SEOUL, Jan. 8 (Korea Bizwire) – Among the 557 public elementary schools in Seoul, 34 have less than 50 new pupils starting first grade this year (the school year begins in what would be considered the spring term in most English-speaking countries).
Other primary schools throughout the city, meanwhile, have prospective first grade classes of barely 20; one school in Jongno is expecting only 16.
This year’s crop of Seoul youngsters is 77,252, 2.05 percent fewer than the 78,867 who entered the first grade last year.
The number of students has fluctuated in the last five years; 2014 and 2017 recorded increases, while 2015 and 2016 were the opposite.
One explanation for the upward spikes in 2014 and 2017 is tied to the Chinese zodiac.
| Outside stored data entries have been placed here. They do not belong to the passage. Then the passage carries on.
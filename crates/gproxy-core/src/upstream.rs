//! Thin seam between the Dispatch Loop and the actual HTTP transport, so the
//! dispatch scenarios in spec.md §8 can be driven without real network I/O.
//!
//! Grounded on the teacher's shared-client pattern
//! (`gproxy-provider-impl/src/client.rs`, `upstream_client/mod.rs`): a single
//! cached `wreq::Client` reused across calls, built once with the connect,
//! read, write and pool timeouts spec.md §5 calls for.

use std::pin::Pin;
use std::sync::OnceLock;
use std::time::Duration;

use async_trait::async_trait;
use bytes::Bytes;
use futures_util::{Stream, StreamExt};

use crate::translate::BuiltRequest;

pub type ByteStream = Pin<Box<dyn Stream<Item = Result<Bytes, UpstreamError>> + Send>>;

pub enum UpstreamBody {
    Buffered(Bytes),
    Stream(ByteStream),
}

pub struct UpstreamResponse {
    pub status: u16,
    pub body: UpstreamBody,
}

impl UpstreamResponse {
    pub fn is_success(&self) -> bool {
        (200..300).contains(&self.status)
    }
}

#[derive(Debug, thiserror::Error)]
pub enum UpstreamError {
    #[error("upstream request failed: {0}")]
    Transport(String),
    #[error("upstream response body could not be read: {0}")]
    Body(String),
}

/// Abstracts the actual HTTP call so the dispatch loop can be tested with a
/// scripted double (spec.md §8 scenarios) instead of real network access.
#[async_trait]
pub trait Upstream: Send + Sync {
    async fn call(&self, built: &BuiltRequest, stream: bool) -> Result<UpstreamResponse, UpstreamError>;
}

static SHARED_CLIENT: OnceLock<wreq::Client> = OnceLock::new();

/// Connect, read, write and pool timeouts, all per spec.md §5. `read_timeout`
/// is overridable at startup via the `TIMEOUT` environment variable
/// (SPEC_FULL.md §10.C); connect/write/pool are fixed per spec.md §5, which
/// gives them no environment override. `wreq`'s builder has no separate
/// write-phase knob, so the write bound is carried by `read_timeout` on the
/// builder (it bounds stalled progress on the connection in either
/// direction, the same way the teacher's `stream_idle_timeout` does in
/// `upstream_client/mod.rs:117`).
pub struct WreqUpstream {
    client: wreq::Client,
}

impl WreqUpstream {
    pub fn new(read_timeout: Duration) -> Self {
        let client = SHARED_CLIENT
            .get_or_init(|| {
                wreq::Client::builder()
                    .connect_timeout(Duration::from_secs(15))
                    .timeout(read_timeout)
                    .read_timeout(Duration::from_secs(30))
                    .pool_idle_timeout(Duration::from_secs(30))
                    .build()
                    .unwrap_or_else(|_| wreq::Client::new())
            })
            .clone();
        Self { client }
    }

    /// The shared client, so callers outside the dispatch loop (e.g. the
    /// Vertex OAuth token mint) can reuse the same pooled connection instead
    /// of building their own per spec.md §5's single-client invariant.
    pub fn client(&self) -> wreq::Client {
        self.client.clone()
    }
}

#[async_trait]
impl Upstream for WreqUpstream {
    async fn call(&self, built: &BuiltRequest, stream: bool) -> Result<UpstreamResponse, UpstreamError> {
        let mut request = self.client.post(&built.url).json(&built.body);
        for (name, value) in &built.headers {
            request = request.header(name.as_str(), value.as_str());
        }

        let response = request
            .send()
            .await
            .map_err(|err| UpstreamError::Transport(err.to_string()))?;
        let status = response.status().as_u16();

        let body = if stream {
            let byte_stream = response
                .bytes_stream()
                .map(|chunk| chunk.map_err(|err| UpstreamError::Transport(err.to_string())));
            UpstreamBody::Stream(Box::pin(byte_stream))
        } else {
            let bytes = response
                .bytes()
                .await
                .map_err(|err| UpstreamError::Body(err.to_string()))?;
            UpstreamBody::Buffered(bytes)
        };

        Ok(UpstreamResponse { status, body })
    }
}

#[cfg(test)]
pub mod scripted {
    use super::*;
    use std::sync::Mutex;

    /// Test-only double that replays a fixed queue of outcomes, one per
    /// call, in order — enough to drive the dispatch loop's S1-S8 scenarios
    /// deterministically.
    pub struct ScriptedUpstream {
        outcomes: Mutex<std::collections::VecDeque<ScriptedOutcome>>,
    }

    pub enum ScriptedOutcome {
        Ok { status: u16, body: Vec<u8> },
        Err(UpstreamError),
    }

    impl ScriptedUpstream {
        pub fn new(outcomes: Vec<ScriptedOutcome>) -> Self {
            Self {
                outcomes: Mutex::new(outcomes.into_iter().collect()),
            }
        }
    }

    #[async_trait]
    impl Upstream for ScriptedUpstream {
        async fn call(&self, _built: &BuiltRequest, _stream: bool) -> Result<UpstreamResponse, UpstreamError> {
            let outcome = self
                .outcomes
                .lock()
                .expect("scripted upstream mutex poisoned")
                .pop_front()
                .expect("scripted upstream ran out of scripted outcomes");
            match outcome {
                ScriptedOutcome::Ok { status, body } => Ok(UpstreamResponse {
                    status,
                    body: UpstreamBody::Buffered(Bytes::from(body)),
                }),
                ScriptedOutcome::Err(err) => Err(err),
            }
        }
    }
}

#[cfg(test)]
mod tests {
    use super::scripted::{ScriptedOutcome, ScriptedUpstream};
    use super::*;

    fn built() -> BuiltRequest {
        BuiltRequest {
            url: "https://example.com".to_string(),
            headers: vec![],
            body: serde_json::json!({}),
        }
    }

    #[tokio::test]
    async fn scripted_upstream_replays_in_order() {
        let upstream = ScriptedUpstream::new(vec![
            ScriptedOutcome::Ok { status: 500, body: b"err".to_vec() },
            ScriptedOutcome::Ok { status: 200, body: b"{\"ok\":true}".to_vec() },
        ]);
        let first = upstream.call(&built(), false).await.unwrap();
        assert_eq!(first.status, 500);
        assert!(!first.is_success());

        let second = upstream.call(&built(), false).await.unwrap();
        assert_eq!(second.status, 200);
        assert!(second.is_success());
    }
}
First graders born in either of those years were born in the year of the golden pig in 2007, or the year of the white tiger in 2010.
Though the year of the pig, the tiger, or any of the other 12 animals that comprise the Chinese zodiac comes around once every dozen years, a “golden” pig and a “white” tiger are rare occurrences. For instance, the year of the golden pig comes around once every six centuries, while the year of the white tiger, though not as intermittent, happens once every sixty years.
Looking to take advantage of the supposed blessings bestowed on children born in 2007 and 2010, these years hold higher birthrates. With the exception of these moments in recent history, the number of students entering elementary school has been on a steady decline.
Total student populations at Seoul’s elementary schools from 2011 to 2017 went from an average 907 to 710, with totals dropping considerably between 2011 to 2013.
The lack of new blood coming into classrooms has put the squeeze on privately run educational institutions. One such school in Eunpyeong District submitted a request to close with the Seoul Office of Education last month on the grounds that it could no longer sustain itself from the losses incurred by the lack of students. The situation marks the first time the city is taking steps to close down an elementary school due to a shortage of students.
Presently, it appears difficult for there to be a rebound in student numbers. As of December 3, 2017, the CIA World Factbook listed South Korea’s fertility rate as 1.26, placing it 219th out of 224 countries.